Learn more about how Windy Hill Athletic Club (WHAC) can help you reach your fitness goals while creating lifelong bonds along the way. Fitness Programming Manager Tiago Kulaif, and General Manager Trip Baisden, tell us more.
Q: How does being social and active help people in general? What does the research tell us?
TK: Our belief is that active and social people lead happier, healthier lives.
Studies have shown that a strong social support network can be critical to help people through the stress of tough times, whether they’ve had a bad day at work or a year filled with loss or chronic illness. Friends also play a significant role in promoting overall health. Adults with strong social support have a reduced risk of many significant health problems, including depression, high blood pressure, and an unhealthy body mass index (BMI). Studies have even found that older adults with a rich social life are likely to live longer than their peers with fewer connections. Since supportive family, friends and coworkers are such an important part of our lives, it’s never too soon to cultivate these important relationships.

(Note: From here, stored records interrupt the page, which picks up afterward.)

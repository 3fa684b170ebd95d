mod common;

use proptest::prelude::*;
use soroban_sdk::{String, Symbol};
use unipilot_factory::UnipilotFactoryError;
use unipilot_fixtures::{
    encode_price_sqrt, extract_created_address, unipilot_vault_fixture, unipilot_vault_fixture_with, FixtureConfig,
    FixtureError, NetworkContext, VaultCreationParameters, SQRT_PRICE_1_1,
};

#[test]
fn test_fixture_creates_usable_vault() {
    common::init_tracing();
    let ctx = NetworkContext::sandbox(2);
    let fixture = unipilot_vault_fixture(&ctx).unwrap();
    let token_a = common::create_token(&ctx);
    let token_b = common::create_token(&ctx);

    let vault = fixture
        .create_vault(&common::default_params(&ctx, &token_a, &token_b))
        .unwrap();

    // Handle answers reads consistent with the creation inputs
    let (token0, token1) = if token_a < token_b {
        (token_a.clone(), token_b.clone())
    } else {
        (token_b.clone(), token_a.clone())
    };
    assert!(vault.is_initialized());
    assert_eq!(vault.token0(), token0);
    assert_eq!(vault.token1(), token1);
    assert_eq!(vault.factory(), fixture.unipilot_factory.address);
    assert_eq!(vault.fee(), common::FEE_MEDIUM);
    assert_eq!(vault.name(), String::from_str(ctx.env(), "Unipilot LP"));
    assert_eq!(vault.symbol(), String::from_str(ctx.env(), "UP-LP"));

    let pool = fixture
        .amm_factory
        .get_pool_address(&token_a, &token_b, &common::FEE_MEDIUM)
        .unwrap();
    assert_eq!(vault.pool(), pool);

    let info = fixture.unipilot_factory.get_vault_info(&vault.address);
    assert_eq!(info.vault, vault.address);
    assert_eq!(info.sqrt_price_x64, SQRT_PRICE_1_1);
}

#[test]
fn test_fixture_identities() {
    let ctx = NetworkContext::sandbox(2);
    let fixture = unipilot_vault_fixture(&ctx).unwrap();

    assert_eq!(fixture.deployer, ctx.signer(0).unwrap());
    assert_eq!(fixture.other, ctx.signer(1).unwrap());
    assert_eq!(fixture.unipilot_factory.get_governance(), fixture.deployer);
    assert_eq!(fixture.unipilot_factory.get_amm_factory(), fixture.amm_factory.address);
    assert_eq!(fixture.unipilot_factory.get_strategy(), None);
    assert_eq!(fixture.amm_factory.get_admin(), fixture.deployer);
    assert_eq!(fixture.amm_factory.get_wrapped_native(), fixture.wrapped_native.address);
    assert_eq!(fixture.creator.factory(), &fixture.unipilot_factory.address);
}

#[test]
fn test_handle_matches_vault_created_event() {
    common::init_tracing();
    let ctx = NetworkContext::sandbox(2);
    let fixture = unipilot_vault_fixture(&ctx).unwrap();
    let token_a = common::create_token(&ctx);
    let token_b = common::create_token(&ctx);

    let (vault, receipt) = fixture
        .creator
        .create_vault_with_receipt(&common::default_params(&ctx, &token_a, &token_b))
        .unwrap();

    let emitted = extract_created_address(
        ctx.env(),
        &receipt,
        &fixture.unipilot_factory.address,
        "VaultCreated",
        "_vault",
    )
    .unwrap();
    assert_eq!(vault.address, emitted);

    // The pool was created in the same call and its event comes first
    assert_eq!(receipt.len(), 2);
    let first = &receipt.events()[0];
    assert_eq!(first.contract, fixture.amm_factory.address);
    assert_eq!(first.name(ctx.env()), Some(Symbol::new(ctx.env(), "PoolCreated")));
}

#[test]
fn test_second_vault_on_same_pool() {
    let ctx = NetworkContext::sandbox(2);
    let fixture = unipilot_vault_fixture(&ctx).unwrap();
    let token_a = common::create_token(&ctx);
    let token_b = common::create_token(&ctx);
    let params = common::default_params(&ctx, &token_a, &token_b);

    let first = fixture.create_vault(&params).unwrap();
    let (second, receipt) = fixture.creator.create_vault_with_receipt(&params).unwrap();

    assert_ne!(first.address, second.address);
    assert_eq!(first.pool(), second.pool());
    assert_eq!(receipt.len(), 1);
    assert_eq!(fixture.unipilot_factory.get_total_vaults(), 2);
    assert_eq!(fixture.amm_factory.get_total_pools(), 1);
}

#[test]
fn test_creation_errors_propagate() {
    let ctx = NetworkContext::sandbox(2);
    let fixture = unipilot_vault_fixture(&ctx).unwrap();
    let token_a = common::create_token(&ctx);
    let token_b = common::create_token(&ctx);

    let same_token = common::default_params(&ctx, &token_a, &token_a);
    assert!(matches!(
        fixture.create_vault(&same_token),
        Err(FixtureError::VaultFactory(UnipilotFactoryError::IdenticalTokens))
    ));

    let mut zero_price = common::default_params(&ctx, &token_a, &token_b);
    zero_price.sqrt_price_x64 = 0;
    assert!(matches!(
        fixture.create_vault(&zero_price),
        Err(FixtureError::VaultFactory(UnipilotFactoryError::InvalidSqrtPrice))
    ));

    let unknown_fee = VaultCreationParameters::new(
        ctx.env(),
        &token_a,
        &token_b,
        2500,
        SQRT_PRICE_1_1,
        "Unipilot LP",
        "UP-LP",
    );
    assert!(matches!(
        fixture.create_vault(&unknown_fee),
        Err(FixtureError::VaultFactory(UnipilotFactoryError::InvalidFeeTier))
    ));

    let mut no_name = common::default_params(&ctx, &token_a, &token_b);
    no_name.name = String::from_str(ctx.env(), "");
    assert!(matches!(
        fixture.create_vault(&no_name),
        Err(FixtureError::VaultFactory(UnipilotFactoryError::EmptyName))
    ));

    assert_eq!(fixture.unipilot_factory.get_total_vaults(), 0);
    assert_eq!(fixture.amm_factory.get_total_pools(), 0);
}

#[test]
fn test_fixture_with_strategy() {
    let ctx = NetworkContext::sandbox(3);
    let strategy = ctx.signer(2).unwrap();
    let config = FixtureConfig {
        strategy: Some(strategy.clone()),
        ..FixtureConfig::default()
    };

    let fixture = unipilot_vault_fixture_with(&ctx, &config).unwrap();

    assert_eq!(fixture.unipilot_factory.get_strategy(), Some(strategy));
}

#[test]
fn test_fixture_needs_two_signers() {
    let ctx = NetworkContext::sandbox(1);

    let result = unipilot_vault_fixture(&ctx);

    assert!(matches!(
        result,
        Err(FixtureError::MissingSigner { index: 1, available: 1 })
    ));
}

proptest! {
    #![proptest_config(ProptestConfig::with_cases(8))]

    #[test]
    fn fuzz_valid_parameters_yield_bound_vault(
        fee in prop::sample::select(vec![500u32, 3000, 10000]),
        reserve1 in 1u64..1_000_000,
        reserve0 in 1u64..1_000_000,
    ) {
        let ctx = NetworkContext::sandbox(2);
        let fixture = unipilot_vault_fixture(&ctx).unwrap();
        let token_a = common::create_token(&ctx);
        let token_b = common::create_token(&ctx);
        let params = VaultCreationParameters::new(
            ctx.env(),
            &token_a,
            &token_b,
            fee,
            encode_price_sqrt(reserve1, reserve0),
            "Unipilot LP",
            "UP-LP",
        );

        let vault = fixture.create_vault(&params).unwrap();

        prop_assert!(vault.is_initialized());
        prop_assert_eq!(vault.fee(), fee);
        prop_assert_eq!(fixture.unipilot_factory.get_vault_info(&vault.address).vault, vault.address);
    }
}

Q: How does WHAC help people get social?
TB: Not only do we have social events at least once a month, all of our club programs are built on building community. For example, our Tennis in No Time (TNT) program is developed by putting people together in groups of eight to learn tennis. This creates a social aspect to the classes, which creates relationships to build on, as the members become better tennis players.
Q: What are some of the most popular ongoing programs?
TK: EBF (Everybody Fights) Ride (Cycle Studio), Dance, Body Pump, Pilates, and Warrior.
Q: What are some of your member’s favorite events?
TK: Casino Night, pool Qparties, and Wednesday Wine Down.
Q: What “social tribes” are at WHAC? What have they centered around?
TK: Members that fall into the “all-out, fitness elite” category enjoy challenging fitness workouts such as Voltage, Warrior, and boot camp classes. Tennis and squash have always had a social aspect to them.
TB: In tennis, we have some members that like to learn more about the game. We call them Adult Instructional (AIP). We have many little groups that have stayed together for a few years to continue to learn together. Our Top Dog group has become its own special tribe. This group of men and women play flex matches against each other and then get together for food and drinks after their matches. Members meet each other that have never met before. It has become super popular and more social, as well as competitive.
Q: Are there groups for men, moms, business professionals, tennis lovers, and others?
TK: Yes! Between our great fitness programs and tennis coaches, and over 100 group exercise classes a week—from beginner Tennis in No Time to advanced drills—there’s something for everyone.